● Work order:
Within the entries underneath, how many lines include the string "push"? State only the number.

● Exercise material:
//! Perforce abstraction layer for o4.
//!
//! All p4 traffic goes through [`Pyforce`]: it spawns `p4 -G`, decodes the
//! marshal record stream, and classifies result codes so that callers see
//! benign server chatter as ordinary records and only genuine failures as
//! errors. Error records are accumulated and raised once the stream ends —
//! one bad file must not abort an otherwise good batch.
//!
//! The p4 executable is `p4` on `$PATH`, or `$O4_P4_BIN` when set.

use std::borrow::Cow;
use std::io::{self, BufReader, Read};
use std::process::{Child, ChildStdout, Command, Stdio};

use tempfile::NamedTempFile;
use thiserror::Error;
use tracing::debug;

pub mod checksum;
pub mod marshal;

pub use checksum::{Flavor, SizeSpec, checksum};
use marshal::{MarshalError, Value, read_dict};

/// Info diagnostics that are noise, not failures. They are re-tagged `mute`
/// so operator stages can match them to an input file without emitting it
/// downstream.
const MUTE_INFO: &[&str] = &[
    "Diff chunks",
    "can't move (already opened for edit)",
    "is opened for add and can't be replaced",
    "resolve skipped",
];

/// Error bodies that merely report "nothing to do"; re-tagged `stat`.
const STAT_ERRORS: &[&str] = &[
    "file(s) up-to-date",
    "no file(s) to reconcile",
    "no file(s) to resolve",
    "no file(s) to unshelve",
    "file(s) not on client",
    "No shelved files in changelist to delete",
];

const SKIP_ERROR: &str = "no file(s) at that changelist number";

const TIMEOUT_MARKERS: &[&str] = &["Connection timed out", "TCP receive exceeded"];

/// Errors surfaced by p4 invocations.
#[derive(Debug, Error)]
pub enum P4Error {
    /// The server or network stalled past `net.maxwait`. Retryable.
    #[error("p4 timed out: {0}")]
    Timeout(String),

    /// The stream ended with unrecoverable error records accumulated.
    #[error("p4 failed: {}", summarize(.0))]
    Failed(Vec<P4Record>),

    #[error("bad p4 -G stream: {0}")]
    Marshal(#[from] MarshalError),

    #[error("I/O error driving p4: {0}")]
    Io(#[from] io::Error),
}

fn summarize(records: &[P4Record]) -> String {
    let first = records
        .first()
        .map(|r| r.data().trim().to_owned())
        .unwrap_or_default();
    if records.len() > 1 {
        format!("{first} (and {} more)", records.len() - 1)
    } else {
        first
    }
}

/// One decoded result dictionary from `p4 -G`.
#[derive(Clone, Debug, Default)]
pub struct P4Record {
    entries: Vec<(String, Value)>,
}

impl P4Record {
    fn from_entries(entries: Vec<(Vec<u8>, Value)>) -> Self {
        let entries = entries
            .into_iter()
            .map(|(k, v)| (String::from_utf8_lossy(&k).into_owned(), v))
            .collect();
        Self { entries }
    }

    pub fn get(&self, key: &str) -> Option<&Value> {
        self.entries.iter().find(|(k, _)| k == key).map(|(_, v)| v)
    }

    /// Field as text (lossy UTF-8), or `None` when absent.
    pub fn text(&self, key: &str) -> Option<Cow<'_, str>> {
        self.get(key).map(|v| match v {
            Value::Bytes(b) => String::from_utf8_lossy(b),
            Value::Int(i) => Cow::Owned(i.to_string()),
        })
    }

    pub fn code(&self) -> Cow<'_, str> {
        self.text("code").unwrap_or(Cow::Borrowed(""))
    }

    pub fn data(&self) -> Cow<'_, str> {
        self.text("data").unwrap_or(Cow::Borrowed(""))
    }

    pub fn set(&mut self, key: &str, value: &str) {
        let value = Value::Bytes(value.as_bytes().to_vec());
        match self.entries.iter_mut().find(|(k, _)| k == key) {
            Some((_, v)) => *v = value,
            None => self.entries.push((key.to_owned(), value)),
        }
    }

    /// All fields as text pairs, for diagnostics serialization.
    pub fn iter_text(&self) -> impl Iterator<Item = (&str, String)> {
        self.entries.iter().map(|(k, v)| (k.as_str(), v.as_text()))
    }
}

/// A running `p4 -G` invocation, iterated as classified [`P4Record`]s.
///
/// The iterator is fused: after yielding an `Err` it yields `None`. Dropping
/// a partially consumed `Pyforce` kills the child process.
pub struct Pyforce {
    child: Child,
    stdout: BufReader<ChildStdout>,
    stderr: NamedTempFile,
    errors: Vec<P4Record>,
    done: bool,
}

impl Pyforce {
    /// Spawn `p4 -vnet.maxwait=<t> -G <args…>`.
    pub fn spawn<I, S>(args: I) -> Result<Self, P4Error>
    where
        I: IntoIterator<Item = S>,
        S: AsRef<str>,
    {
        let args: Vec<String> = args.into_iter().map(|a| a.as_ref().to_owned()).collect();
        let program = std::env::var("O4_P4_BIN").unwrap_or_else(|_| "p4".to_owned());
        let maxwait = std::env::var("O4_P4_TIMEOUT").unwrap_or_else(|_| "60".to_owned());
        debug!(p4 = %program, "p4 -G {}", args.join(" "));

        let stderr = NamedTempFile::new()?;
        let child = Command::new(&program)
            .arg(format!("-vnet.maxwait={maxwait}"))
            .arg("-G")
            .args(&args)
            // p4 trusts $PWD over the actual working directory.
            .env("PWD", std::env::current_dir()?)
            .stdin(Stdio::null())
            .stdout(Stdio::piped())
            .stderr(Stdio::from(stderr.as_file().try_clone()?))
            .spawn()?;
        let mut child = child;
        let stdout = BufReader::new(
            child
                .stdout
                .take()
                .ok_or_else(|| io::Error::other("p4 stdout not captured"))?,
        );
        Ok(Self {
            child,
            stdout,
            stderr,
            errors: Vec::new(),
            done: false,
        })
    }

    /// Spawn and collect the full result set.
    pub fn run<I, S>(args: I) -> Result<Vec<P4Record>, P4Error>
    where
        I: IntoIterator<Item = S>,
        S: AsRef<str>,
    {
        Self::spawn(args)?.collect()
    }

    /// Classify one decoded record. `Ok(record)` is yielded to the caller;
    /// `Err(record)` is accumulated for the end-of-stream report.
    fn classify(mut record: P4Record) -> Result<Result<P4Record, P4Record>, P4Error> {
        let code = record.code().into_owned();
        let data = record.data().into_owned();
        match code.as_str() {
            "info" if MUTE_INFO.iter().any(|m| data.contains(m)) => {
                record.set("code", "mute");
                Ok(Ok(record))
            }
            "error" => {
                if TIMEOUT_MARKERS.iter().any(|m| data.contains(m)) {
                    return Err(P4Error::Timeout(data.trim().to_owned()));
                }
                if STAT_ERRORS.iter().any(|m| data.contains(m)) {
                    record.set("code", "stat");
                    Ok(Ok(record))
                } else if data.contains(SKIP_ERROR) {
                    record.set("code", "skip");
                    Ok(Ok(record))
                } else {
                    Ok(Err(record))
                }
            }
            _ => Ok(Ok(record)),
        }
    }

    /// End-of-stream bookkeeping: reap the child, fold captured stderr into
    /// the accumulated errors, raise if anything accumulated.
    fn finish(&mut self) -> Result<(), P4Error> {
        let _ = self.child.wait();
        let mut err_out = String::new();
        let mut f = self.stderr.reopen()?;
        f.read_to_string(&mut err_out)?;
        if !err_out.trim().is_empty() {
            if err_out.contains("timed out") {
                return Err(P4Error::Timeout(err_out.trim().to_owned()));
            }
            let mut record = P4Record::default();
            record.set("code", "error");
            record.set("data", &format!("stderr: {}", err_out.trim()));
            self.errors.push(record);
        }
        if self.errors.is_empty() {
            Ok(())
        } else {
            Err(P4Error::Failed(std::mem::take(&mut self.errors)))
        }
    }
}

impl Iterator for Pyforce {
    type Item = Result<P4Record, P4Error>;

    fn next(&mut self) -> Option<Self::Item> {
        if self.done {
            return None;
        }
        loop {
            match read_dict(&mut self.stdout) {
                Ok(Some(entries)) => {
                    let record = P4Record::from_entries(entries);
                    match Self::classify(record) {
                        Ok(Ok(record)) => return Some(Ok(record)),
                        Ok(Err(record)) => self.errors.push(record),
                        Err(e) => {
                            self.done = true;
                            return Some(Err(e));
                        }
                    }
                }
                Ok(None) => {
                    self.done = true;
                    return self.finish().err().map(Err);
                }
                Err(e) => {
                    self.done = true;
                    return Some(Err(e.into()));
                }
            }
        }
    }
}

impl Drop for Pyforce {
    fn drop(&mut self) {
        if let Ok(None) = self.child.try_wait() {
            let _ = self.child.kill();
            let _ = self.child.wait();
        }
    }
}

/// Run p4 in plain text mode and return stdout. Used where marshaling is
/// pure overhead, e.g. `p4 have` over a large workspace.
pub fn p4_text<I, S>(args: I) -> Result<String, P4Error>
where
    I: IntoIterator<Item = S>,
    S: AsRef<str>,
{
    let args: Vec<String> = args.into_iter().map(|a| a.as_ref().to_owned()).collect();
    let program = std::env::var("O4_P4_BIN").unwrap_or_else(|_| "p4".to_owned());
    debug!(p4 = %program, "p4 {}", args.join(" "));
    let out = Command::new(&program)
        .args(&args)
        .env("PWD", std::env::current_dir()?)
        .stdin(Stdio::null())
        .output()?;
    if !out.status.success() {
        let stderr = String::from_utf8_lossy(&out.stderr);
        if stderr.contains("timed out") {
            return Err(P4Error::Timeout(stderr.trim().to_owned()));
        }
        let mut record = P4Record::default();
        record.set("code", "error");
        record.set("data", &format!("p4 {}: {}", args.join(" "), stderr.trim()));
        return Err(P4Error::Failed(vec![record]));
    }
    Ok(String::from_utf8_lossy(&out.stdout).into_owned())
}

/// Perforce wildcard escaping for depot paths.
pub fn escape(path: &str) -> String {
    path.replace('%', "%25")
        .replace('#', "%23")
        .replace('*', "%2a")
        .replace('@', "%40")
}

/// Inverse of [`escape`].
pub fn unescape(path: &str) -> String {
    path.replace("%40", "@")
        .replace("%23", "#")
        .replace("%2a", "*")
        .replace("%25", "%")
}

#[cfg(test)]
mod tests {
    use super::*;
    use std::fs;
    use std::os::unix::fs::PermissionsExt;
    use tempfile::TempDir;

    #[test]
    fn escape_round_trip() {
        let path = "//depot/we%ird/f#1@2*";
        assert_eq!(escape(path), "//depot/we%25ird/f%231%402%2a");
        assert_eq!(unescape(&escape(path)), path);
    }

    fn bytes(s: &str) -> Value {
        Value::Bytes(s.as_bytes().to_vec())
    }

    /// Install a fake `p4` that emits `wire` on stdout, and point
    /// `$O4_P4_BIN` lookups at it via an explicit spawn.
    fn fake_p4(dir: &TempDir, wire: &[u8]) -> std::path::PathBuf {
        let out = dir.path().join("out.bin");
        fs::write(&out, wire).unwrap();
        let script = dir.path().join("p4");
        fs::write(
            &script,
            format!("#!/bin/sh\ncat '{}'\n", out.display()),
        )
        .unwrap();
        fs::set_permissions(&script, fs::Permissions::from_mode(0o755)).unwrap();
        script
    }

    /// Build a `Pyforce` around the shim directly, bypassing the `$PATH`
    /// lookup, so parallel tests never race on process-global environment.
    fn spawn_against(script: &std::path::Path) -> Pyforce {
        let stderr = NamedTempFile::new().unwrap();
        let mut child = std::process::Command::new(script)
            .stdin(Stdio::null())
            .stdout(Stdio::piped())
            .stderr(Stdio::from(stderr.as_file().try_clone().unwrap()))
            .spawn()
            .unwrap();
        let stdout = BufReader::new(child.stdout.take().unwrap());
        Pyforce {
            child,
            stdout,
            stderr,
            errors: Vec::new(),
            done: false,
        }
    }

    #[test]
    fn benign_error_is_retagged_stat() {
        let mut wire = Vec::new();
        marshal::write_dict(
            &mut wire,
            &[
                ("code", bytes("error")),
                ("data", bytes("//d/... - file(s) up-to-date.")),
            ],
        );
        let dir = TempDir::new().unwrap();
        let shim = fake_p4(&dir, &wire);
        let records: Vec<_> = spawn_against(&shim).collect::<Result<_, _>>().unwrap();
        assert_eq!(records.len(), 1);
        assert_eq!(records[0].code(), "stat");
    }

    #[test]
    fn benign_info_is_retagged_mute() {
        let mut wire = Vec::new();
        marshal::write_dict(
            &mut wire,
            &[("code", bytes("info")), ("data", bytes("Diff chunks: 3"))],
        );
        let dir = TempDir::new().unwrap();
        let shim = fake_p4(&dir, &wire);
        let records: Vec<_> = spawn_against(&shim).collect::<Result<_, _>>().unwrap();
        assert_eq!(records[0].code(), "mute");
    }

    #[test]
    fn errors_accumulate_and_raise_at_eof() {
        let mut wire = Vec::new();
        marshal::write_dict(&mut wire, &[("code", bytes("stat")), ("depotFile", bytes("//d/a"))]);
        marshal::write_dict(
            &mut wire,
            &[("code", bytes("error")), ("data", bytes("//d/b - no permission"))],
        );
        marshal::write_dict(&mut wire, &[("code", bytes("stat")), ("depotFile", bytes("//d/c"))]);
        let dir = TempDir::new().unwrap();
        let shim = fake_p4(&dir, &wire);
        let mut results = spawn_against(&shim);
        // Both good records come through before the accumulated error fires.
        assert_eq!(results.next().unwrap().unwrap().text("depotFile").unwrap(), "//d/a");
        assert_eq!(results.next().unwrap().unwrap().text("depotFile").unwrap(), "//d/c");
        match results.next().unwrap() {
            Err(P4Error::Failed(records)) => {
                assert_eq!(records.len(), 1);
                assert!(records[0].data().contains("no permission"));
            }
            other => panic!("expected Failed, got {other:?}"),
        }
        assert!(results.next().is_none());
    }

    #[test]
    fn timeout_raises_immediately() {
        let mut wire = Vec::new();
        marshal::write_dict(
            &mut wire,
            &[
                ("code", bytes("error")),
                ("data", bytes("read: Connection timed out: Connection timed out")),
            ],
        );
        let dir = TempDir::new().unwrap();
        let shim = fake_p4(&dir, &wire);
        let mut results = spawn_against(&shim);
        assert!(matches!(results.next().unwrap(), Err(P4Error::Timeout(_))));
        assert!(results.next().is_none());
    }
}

● Reply to the exercise:
3